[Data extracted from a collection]
///////////////////////////////////////////////////////////////////////////////////////////////////////////////////
//                                     TESTS
////////////////////////////////////////////////////////////////////////////////////////////////////////////////////
#[cfg(test)]
mod tests {
    use super::*;
    use approx::assert_relative_eq;

    #[test]
    fn test_NR_set_equation_sysytem() {
        let vec_of_expr = Expr::parse_vector_expression(&["x**2+y**2-10", "x-y-4"]).unwrap();
        let mut NR_instanse = NR::new();
        let values = vec!["x".to_string(), "y".to_string()];
        NR_instanse
            .set_equation_system(vec_of_expr, Some(values), vec![1.0, 1.0], 1e-10, 100)
            .unwrap();
        NR_instanse.eq_generate().unwrap();
        let solution = NR_instanse.main_loop().unwrap();
        assert_relative_eq!(solution[0], -1.0, epsilon = 1e-8);
        assert_relative_eq!(solution[1], 3.0, epsilon = 1e-8);
        assert!(NR_instanse.i > 1);
    }

    #[test]
    fn test_NR_variables_found_automatically() {
        let vec_of_expr = Expr::parse_vector_expression(&["x - 2", "y + 1"]).unwrap();
        let mut NR_instanse = NR::new();
        NR_instanse
            .set_equation_system(vec_of_expr, None, vec![0.0, 0.0], 1e-10, 10)
            .unwrap();
        assert_eq!(NR_instanse.values, vec!["x".to_string(), "y".to_string()]);
    }

    #[test]
    fn test_NR_rejects_bad_input() {
        let vec_of_expr = Expr::parse_vector_expression(&["x*y - 2"]).unwrap();
        let mut NR_instanse = NR::new();
        assert!(
            NR_instanse
                .set_equation_system(vec_of_expr.clone(), None, vec![0.0, 0.0], 1e-10, 10)
                .is_err()
        );
        assert!(
            NR_instanse
                .set_equation_system(vec_of_expr, Some(vec!["x".to_string()]), vec![0.0, 0.0], 1e-10, 10)
                .is_err()
        );
        assert!(NR_instanse.set_solver_params(Some(1.5)).is_err());
    }

    #[test]
    fn test_NR_singular_jacobian_gives_none() {
        // jacobian 2*x vanishes at the starting point
        let vec_of_expr = Expr::parse_vector_expression(&["x**2 + 1"]).unwrap();
        let mut NR_instanse = NR::new();
        NR_instanse
            .set_equation_system(vec_of_expr, None, vec![0.0], 1e-10, 50)
            .unwrap();
        NR_instanse.eq_generate().unwrap();
        assert!(NR_instanse.main_loop().is_none());
    }

    #[test]
    fn test_NR_multistart_finds_both_roots() {
        let vec_of_expr = Expr::parse_vector_expression(&["x**2 - 4"]).unwrap();
        let mut NR_instanse = NR::new();
        NR_instanse
            .set_equation_system(vec_of_expr, None, vec![1.0], 1e-12, 100)
            .unwrap();
        NR_instanse.eq_generate().unwrap();
        let starts = vec![vec![-5.0], vec![-3.0], vec![3.0], vec![5.0]];
        let mut roots: Vec<f64> = NR_instanse
            .solve_from_starts(&starts, 1e-8, 1e-6)
            .iter()
            .map(|s| s[0])
            .collect();
        roots.sort_by(|a, b| a.total_cmp(b));
        assert_eq!(roots.len(), 2);
        assert_relative_eq!(roots[0], -2.0, epsilon = 1e-9);
        assert_relative_eq!(roots[1], 2.0, epsilon = 1e-9);
    }

    #[test]
    fn test_NR_degenerate_root_is_not_accepted_early() {
        // x**3 = 0: the residual is tiny long before the step is
        let vec_of_expr = Expr::parse_vector_expression(&["x**3"]).unwrap();
        let mut NR_instanse = NR::new();
        NR_instanse
            .set_equation_system(vec_of_expr, None, vec![1.0], 1e-10, 100)
            .unwrap();
        NR_instanse.eq_generate().unwrap();
        let solution = NR_instanse.main_loop().unwrap();
        assert!(solution[0].abs() < 1e-9);
    }

    #[test]
    fn test_NR_multistart_merges_a_degenerate_root() {
        let vec_of_expr = Expr::parse_vector_expression(&["x**3", "y"]).unwrap();
        let mut NR_instanse = NR::new();
        NR_instanse
            .set_equation_system(vec_of_expr, None, vec![0.0, 0.0], 1e-10, 100)
            .unwrap();
        NR_instanse.eq_generate().unwrap();
        let starts = vec![vec![-2.0, 1.0], vec![-1.0, -1.0], vec![1.0, 2.0], vec![2.0, 0.5]];
        let solutions = NR_instanse.solve_from_starts(&starts, 1e-5, 1e-6);
        assert_eq!(solutions.len(), 1);
        assert!(solutions[0].norm() < 1e-9);
    }

    #[test]
    fn test_solve_linear_system() {
        let a = DMatrix::from_row_slice(2, 2, &[2.0, 0.0, 0.0, 4.0]);
        let b = DVector::from_vec(vec![2.0, 8.0]);
        assert_eq!(NR::solve_linear_system(&a, &b).unwrap(), DVector::from_vec(vec![1.0, 2.0]));
        let singular = DMatrix::from_row_slice(2, 2, &[1.0, 2.0, 2.0, 4.0]);
        assert!(NR::solve_linear_system(&singular, &b).is_err());
    }
}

_WHAT IS NEEDED_
Print the data above exactly as it reads.

_ANSWER TO THE PROBLEM_
///////////////////////////////////////////////////////////////////////////////////////////////////////////////////
//                                     TESTS
////////////////////////////////////////////////////////////////////////////////////////////////////////////////////
#[cfg(test)]
mod tests {
    use super::*;
    use approx::assert_relative_eq;

    #[test]
    fn test_NR_set_equation_sysytem() {
        let vec_of_expr = Expr::parse_vector_expression(&["x**2+y**2-10", "x-y-4"]).unwrap();
        let mut NR_instanse = NR::new();
        let values = vec!["x".to_string(), "y".to_string()];
        NR_instanse
            .set_equation_system(vec_of_expr, Some(values), vec![1.0, 1.0], 1e-10, 100)
            .unwrap();
        NR_instanse.eq_generate().unwrap();
        let solution = NR_instanse.main_loop().unwrap();
        assert_relative_eq!(solution[0], -1.0, epsilon = 1e-8);
        assert_relative_eq!(solution[1], 3.0, epsilon = 1e-8);
        assert!(NR_instanse.i > 1);
    }

    #[test]
    fn test_NR_variables_found_automatically() {
        let vec_of_expr = Expr::parse_vector_expression(&["x - 2", "y + 1"]).unwrap();
        let mut NR_instanse = NR::new();
        NR_instanse
            .set_equation_system(vec_of_expr, None, vec![0.0, 0.0], 1e-10, 10)
            .unwrap();
        assert_eq!(NR_instanse.values, vec!["x".to_string(), "y".to_string()]);
    }

    #[test]
    fn test_NR_rejects_bad_input() {
        let vec_of_expr = Expr::parse_vector_expression(&["x*y - 2"]).unwrap();
        let mut NR_instanse = NR::new();
        assert!(
            NR_instanse
                .set_equation_system(vec_of_expr.clone(), None, vec![0.0, 0.0], 1e-10, 10)
                .is_err()
        );
        assert!(
            NR_instanse
                .set_equation_system(vec_of_expr, Some(vec!["x".to_string()]), vec![0.0, 0.0], 1e-10, 10)
                .is_err()
        );
        assert!(NR_instanse.set_solver_params(Some(1.5)).is_err());
    }

    #[test]
    fn test_NR_singular_jacobian_gives_none() {
        // jacobian 2*x vanishes at the starting point
        let vec_of_expr = Expr::parse_vector_expression(&["x**2 + 1"]).unwrap();
        let mut NR_instanse = NR::new();
        NR_instanse
            .set_equation_system(vec_of_expr, None, vec![0.0], 1e-10, 50)
            .unwrap();
        NR_instanse.eq_generate().unwrap();
        assert!(NR_instanse.main_loop().is_none());
    }

    #[test]
    fn test_NR_multistart_finds_both_roots() {
        let vec_of_expr = Expr::parse_vector_expression(&["x**2 - 4"]).unwrap();
        let mut NR_instanse = NR::new();
        NR_instanse
            .set_equation_system(vec_of_expr, None, vec![1.0], 1e-12, 100)
            .unwrap();
        NR_instanse.eq_generate().unwrap();
        let starts = vec![vec![-5.0], vec![-3.0], vec![3.0], vec![5.0]];
        let mut roots: Vec<f64> = NR_instanse
            .solve_from_starts(&starts, 1e-8, 1e-6)
            .iter()
            .map(|s| s[0])
            .collect();
        roots.sort_by(|a, b| a.total_cmp(b));
        assert_eq!(roots.len(), 2);
        assert_relative_eq!(roots[0], -2.0, epsilon = 1e-9);
        assert_relative_eq!(roots[1], 2.0, epsilon = 1e-9);
    }

    #[test]
    fn test_NR_degenerate_root_is_not_accepted_early() {
        // x**3 = 0: the residual is tiny long before the step is
        let vec_of_expr = Expr::parse_vector_expression(&["x**3"]).unwrap();
        let mut NR_instanse = NR::new();
        NR_instanse
            .set_equation_system(vec_of_expr, None, vec![1.0], 1e-10, 100)
            .unwrap();
        NR_instanse.eq_generate().unwrap();
        let solution = NR_instanse.main_loop().unwrap();
        assert!(solution[0].abs() < 1e-9);
    }

    #[test]
    fn test_NR_multistart_merges_a_degenerate_root() {
        let vec_of_expr = Expr::parse_vector_expression(&["x**3", "y"]).unwrap();
        let mut NR_instanse = NR::new();
        NR_instanse
            .set_equation_system(vec_of_expr, None, vec![0.0, 0.0], 1e-10, 100)
            .unwrap();
        NR_instanse.eq_generate().unwrap();
        let starts = vec![vec![-2.0, 1.0], vec![-1.0, -1.0], vec![1.0, 2.0], vec![2.0, 0.5]];
        let solutions = NR_instanse.solve_from_starts(&starts, 1e-5, 1e-6);
        assert_eq!(solutions.len(), 1);
        assert!(solutions[0].norm() < 1e-9);
    }

    #[test]
    fn test_solve_linear_system() {
        let a = DMatrix::from_row_slice(2, 2, &[2.0, 0.0, 0.0, 4.0]);
        let b = DVector::from_vec(vec![2.0, 8.0]);
        assert_eq!(NR::solve_linear_system(&a, &b).unwrap(), DVector::from_vec(vec![1.0, 2.0]));
        let singular = DMatrix::from_row_slice(2, 2, &[1.0, 2.0, 2.0, 4.0]);
        assert!(NR::solve_linear_system(&singular, &b).is_err());
    }
}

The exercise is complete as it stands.